1. The community. This is the main reason I moved my site to WordPress.com, and it’s really met my expectations! I have new, regular followers, and just about very post I’ve made since switching has garnered some type of feedback. This flow of community isn’t just one way, though, and I’ve been able to find and keep up with other blogs, as well. It’s been really great to feel like my words aren’t falling off into space, as was sometimes the case when I was self-hosted. That encouragement has more benefits than just joy-joy feelings, though…
2. Ease of use = frequency. This isn’t necessarily a detriment to the self-hosted version, more in how I ran my setup, but it’s certainly a plus here. I’m garnering more attention for what I write, and that inspires me to write more often. Having the WordPress team running the back-end of my site, though, means that there are no oddities for me to deal with, no design hangups, and I have little more to focus on than writing. Actually, the fact that there is NO real site customization to deal with has been a big relief…
3. Limitations. I’ve spent weeks’ worth of time on my site – designing, redesigning, fixing, and redesigning, again.

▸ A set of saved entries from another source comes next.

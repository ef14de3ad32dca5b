//! Storage benchmark: model pair save/load and encrypted audit writes.

use criterion::{black_box, criterion_group, criterion_main, Criterion};
use tempfile::tempdir;
use vibewatch_agent::config::TrainingConfig;
use vibewatch_agent::features::{RawSample, VibrationExtractor};
use vibewatch_agent::lifecycle::fit_model_state;
use vibewatch_agent::model::Label;
use vibewatch_agent::policy::Verdict;
use vibewatch_agent::storage::{AuditRecord, ModelStore, PredictionLog, SqliteModelStore};

fn batch() -> Vec<RawSample> {
    (0..100)
        .map(|i| RawSample {
            rms_x: Some(0.1 + (i % 9) as f64 * 0.01),
            peak_freq_z: Some(45.0 + (i % 8) as f64),
            ..Default::default()
        })
        .collect()
}

fn bench_model_save_load(c: &mut Criterion) {
    let dir = tempdir().unwrap();
    let store = SqliteModelStore::open(&dir.path().join("model.db")).unwrap();
    let trained = fit_model_state(
        &batch(),
        &VibrationExtractor::default(),
        &TrainingConfig::default(),
        1,
    )
    .unwrap();

    c.bench_function("model_store_save", |b| {
        b.iter(|| store.save(black_box(&trained.state)).unwrap())
    });
    c.bench_function("model_store_load", |b| {
        b.iter(|| black_box(store.load()).unwrap())
    });
}

fn bench_audit_record(c: &mut Criterion) {
    let dir = tempdir().unwrap();
    let log = PredictionLog::open(&dir.path().join("audit.db"), b"bench-secret").unwrap();
    let verdict = Verdict {
        is_anomaly: false,
        score: 0.12,
        label: Label::Normal,
    };
    let sample = batch().remove(0);

    c.bench_function("audit_record", |b| {
        b.iter(|| {
            let rec = AuditRecord::new(sample.clone(), &verdict, 1);
            log.record(black_box(&rec)).unwrap()
        })
    });
}

criterion_group!(benches, bench_model_save_load, bench_audit_record);
criterion_main!(benches);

If I had an idea for a new feature, or one of you had an issue with something technical, my tenacity would keep me on finding a solution until I was successful or had exhausted all possible methods of finding my way. On WordPress.com, though, I can’t do that. I can’t edit the php files of my theme, I can’t extensively alter anything in WordPress functionality, heck… I can’t even alter more than a couple of my site’s colors without paying an extra fee, and even then it’s just limited to CSS changes. With these limitations, I’m working with a simpler site and all I have to focus on is writing. I’m very okay with this .
1. Limitations. No, that’s not a typo; while the limitations are a pro, they’re also a con. I came from a self-hosted setup where I controlled my own database and I could change whatever files I wanted. I could use plug-ins and alter the site as much as I wanted, but I can’t do that on WordPress.com. This isn’t a surprise, of course, but while updating my files, I was reminded of a few of these issues. The main limitation is the loss of Flash animation. I didn’t use Flash to run my site, but I did use it for slideshows and animations. As of now, those things are all gone from my site. There may be a workaround, but as of now, I’ve had to put them out to pasture.
Count the pros and cons above, and you’ll know how I feel about this switch I made. WordPress.com has really made my experience here feel fresh and exciting, and while there are some drawbacks, I’m very happy with my decision. The community, alone, and the ability to share what I have to offer to a greater audience makes the minor limitations pale in comparison. Even moving Random Beauty to tumblr has been a great success – I’m posting a new picture there once a day and it’s a really fitting avenue for something like that, regardless of whether or not it’s pushing traffic to my site (it is, though not much). I’m currently working on a new page for viewing Out of the Box in a fresh way, but other than that, all I have to bring you is more Mark Mushakian-written goodness.
And isn’t that what you’re really here for?